Task brief: Each line that includes the word "live" should be copied from the records.

(Dataset entries)
impl<B: Capability> SessionManager<B> {
    pub fn new(capability: B) -> Self {
        Self {
            shared: Arc::new(Shared {
                capability,
                broadcaster: StatusBroadcaster::new(),
                state: Mutex::new(ManagerState {
                    session: None,
                    init: OperationSlot::new(),
                    stream: OperationSlot::new(),
                }),
            }),
        }
    }

    pub fn capability(&self) -> &B {
        &self.shared.capability
    }

    /// Synchronous capability check; never touches the session.
    pub fn is_supported(&self) -> bool {
        self.shared.capability.is_supported()
    }

    pub fn has_session(&self) -> bool {
        self.shared.state.lock().session.is_some()
    }

    /// Configuration of the live session, if any.
    pub fn current_config(&self) -> Option<B::Config> {
        self.shared
            .state
            .lock()
            .session
            .as_ref()
            .map(|active| active.config.clone())
    }

    /// Registers a status listener. Listeners run on the task that caused the
    /// transition and must not call back into this manager.
    #[must_use = "keep the subscription to be able to unsubscribe"]
    pub fn subscribe_to_status<F>(&self, listener: F) -> Subscription
    where
        F: Fn(&SessionStatus) + Send + Sync + 'static,
    {
        self.shared.broadcaster.subscribe(listener)
    }

    /// Registers a listener that forwards statuses into a channel.
    pub fn status_channel(
        &self,
    ) -> (
        Subscription,
        tokio::sync::mpsc::UnboundedReceiver<SessionStatus>,
    ) {
        self.shared.broadcaster.subscribe_channel()
    }

    /// Makes sure a session for `config` exists, creating it if needed.
    pub async fn ensure_session(&self, config: &B::Config) -> Result<EnsureOutcome, SessionError> {
        let key = config_key(config)?;
        self.ensure_keyed(config, key, None).await
    }

    async fn ensure_keyed(
        &self,
        config: &B::Config,
        key: String,
        caller: Option<&OperationTicket>,
    ) -> Result<EnsureOutcome, SessionError> {
        let shared = &self.shared;

        // Reuse, teardown, support check and ticket issue share one lock so a
        // concurrent ensure cannot commit a session in between.
        let ticket = {
            let mut state = shared.state.lock();
            if let Some(active) = state.session.as_ref()
                && active.key == key
            {
                debug!(capability = %shared.name(), session_id = %active.id, "reusing session");
                return Ok(EnsureOutcome::Reused);
            }
            if let Some(old) = state.session.take() {
                info!(capability = %shared.name(), session_id = %old.id, "configuration changed, tearing down session");
                // Streams on the old session die with it, except the stream
                // operation that asked for the new configuration.
                if !caller.is_some_and(|ticket| state.stream.is_current(ticket)) {
                    state.stream.cancel();
                }
                old.handle.destroy();
                shared.emit(SessionStatus::Idle);
            }

            if !shared.capability.is_supported() {
                let reason = shared.capability.unsupported_reason();
                warn!(capability = %shared.name(), %reason, "capability unsupported");
                shared.emit(SessionStatus::error(reason.clone()));
                return Err(SessionError::CapabilityUnsupported {
                    capability: shared.name().to_owned(),
                    reason,
                });
            }

            let ticket = state.init.begin();
            shared.emit(SessionStatus::Checking);
            ticket
        };
        debug!(capability = %shared.name(), epoch = ticket.epoch(), config = %key, "checking availability");

        let availability = shared.capability.availability(config).await;
        let availability = {
            let mut state = shared.state.lock();
            if !state.init.is_current(&ticket) {
                debug!(capability = %shared.name(), epoch = ticket.epoch(), "initialization superseded during availability check");
                return Ok(EnsureOutcome::Superseded);
            }
            match availability {
                Ok(Availability::Unavailable { reason }) | Err(CapabilityError::Unavailable(reason)) => {
                    let error = SessionError::ModelUnavailable {
                        capability: shared.name().to_owned(),
                        reason,
                    };
                    return Err(shared.fail_init(&mut state, &ticket, error));
                }
                Ok(availability) => availability,
                Err(err) => {
                    let error = SessionError::Initialization {
                        capability: shared.name().to_owned(),
                        message: err.message().to_owned(),
                    };
                    return Err(shared.fail_init(&mut state, &ticket, error));
                }
            }
        };

        let monitor = if availability.needs_download() {
            self.progress_monitor(&ticket)
        } else {
            CreateMonitor::new(ticket.token().clone())
        };
        info!(
            capability = %shared.name(),
            epoch = ticket.epoch(),
            download = availability.needs_download(),
            "creating session"
        );
        let created = shared.capability.create(config, monitor).await;

        let mut state = shared.state.lock();
        if !state.init.is_current(&ticket) {
            if let Ok(orphan) = created {
                debug!(capability = %shared.name(), epoch = ticket.epoch(), "destroying session created by superseded initialization");
                orphan.destroy();
            }
            return Ok(EnsureOutcome::Superseded);
        }
        match created {
            Ok(session) => {
                if let Some(stale) = state.session.take() {
                    warn!(capability = %shared.name(), session_id = %stale.id, "replacing session committed during initialization");
                    stale.handle.destroy();
                    shared.emit(SessionStatus::Idle);
                }
                let id = uuid::Uuid::new_v4();
                state.session = Some(ActiveSession {
                    id,
                    key,
                    config: config.clone(),
                    handle: Arc::new(session),
                });
                state.init.finish(&ticket);
                info!(capability = %shared.name(), session_id = %id, "session ready");
                shared.emit(SessionStatus::Ready);
                Ok(EnsureOutcome::Created)
            }
            Err(err) => {
                let error = SessionError::Initialization {
                    capability: shared.name().to_owned(),
                    message: err.message().to_owned(),
                };
                Err(shared.fail_init(&mut state, &ticket, error))
            }
        }
    }

    fn progress_monitor(&self, ticket: &OperationTicket) -> CreateMonitor {
        let weak = Arc::downgrade(&self.shared);
        let owner = ticket.clone();
        let high_water = AtomicU8::new(0);
        CreateMonitor::with_progress(ticket.token().clone(), move |fraction| {
            let Some(shared) = weak.upgrade() else {
                return;
            };
            let percent = (fraction * 100.0).round() as u8;
            let progress = high_water.fetch_max(percent, Ordering::Relaxed).max(percent);
            let state = shared.state.lock();
            if state.init.is_current(&owner) {
                shared.emit(SessionStatus::Downloading { progress });
            }
        })
    }

    /// Runs one streaming operation (translate, summarize, prompt, ...).
    ///
    /// Any earlier stream operation is cancelled first. Initialization errors
    /// are returned unchanged; a cancelled operation yields an empty or
    /// truncated stream instead of an error.
    pub async fn stream_operation(
        &self,
        input: &str,
        config: &B::Config,
    ) -> Result<OperationStream, SessionError> {
        let shared = &self.shared;
        let key = config_key(config)?;
        let ticket = shared.state.lock().stream.begin();

        let outcome = match self.ensure_keyed(config, key.clone(), Some(&ticket)).await {
            Ok(outcome) => outcome,
            Err(err) => {
                shared.state.lock().stream.finish(&ticket);
                return Err(err);
            }
        };

        let (session_id, handle) = {
            let mut state = shared.state.lock();
            let live = match state.session.as_ref() {
                Some(active) if active.key == key => Some((active.id, Arc::clone(&active.handle))),
                _ => None,
            };
            match live {
                Some(live)
                    if outcome != EnsureOutcome::Superseded && state.stream.is_current(&ticket) =>
                {
                    live
                }
                _ => {
                    state.stream.finish(&ticket);
                    debug!(capability = %shared.name(), epoch = ticket.epoch(), "stream operation superseded before start");
                    return Ok(OperationStream::finished());
                }
            }
        };

        let prepared = shared.capability.preprocess(input);
        debug!(
            capability = %shared.name(),
            session_id = %session_id,
            epoch = ticket.epoch(),
            input_len = prepared.len(),
            "opening stream"
        );
        let opened = handle.operate(prepared, ticket.token().clone()).await;
        let chunks = match opened {
            Ok(chunks) => chunks,
            Err(err) => {
                let mut state = shared.state.lock();
                let current = state.stream.is_current(&ticket);
                state.stream.finish(&ticket);
                if err.is_aborted() || !current {
                    return Ok(OperationStream::finished());
                }
                let error = SessionError::StreamFailure {
                    capability: shared.name().to_owned(),
                    message: err.message().to_owned(),
                };
                warn!(capability = %shared.name(), session_id = %session_id, error = %error, "failed to open stream");
                shared.emit(SessionStatus::error(error.status_message()));
                return Err(error);
            }
        };

        Ok(OperationStream::new(relay_chunks(
            Arc::clone(shared),
            ticket,
            session_id,
            chunks,
        )))
    }

    /// Cancels the in-flight stream operation, if any.
    pub fn abort_stream(&self) {
        self.shared.state.lock().stream.cancel();
    }

    /// Cancels the in-flight initialization, if any. No status is broadcast.
    pub fn abort_initialization(&self) {
        self.shared.state.lock().init.cancel();
    }

    /// Cancels all in-flight work and releases the session. Safe to call when
    /// no session exists; `idle` is only broadcast when one was released.
    pub fn destroy_session(&self) {
        let shared = &self.shared;
        let mut state = shared.state.lock();
        state.init.cancel();
        state.stream.cancel();
        if let Some(active) = state.session.take() {
            active.handle.destroy();
            info!(capability = %shared.name(), session_id = %active.id, "session destroyed");
            shared.emit(SessionStatus::Idle);
        }
    }
}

Task answer:
    /// Configuration of the live session, if any.
            let live = match state.session.as_ref() {
            match live {
                Some(live)
                    live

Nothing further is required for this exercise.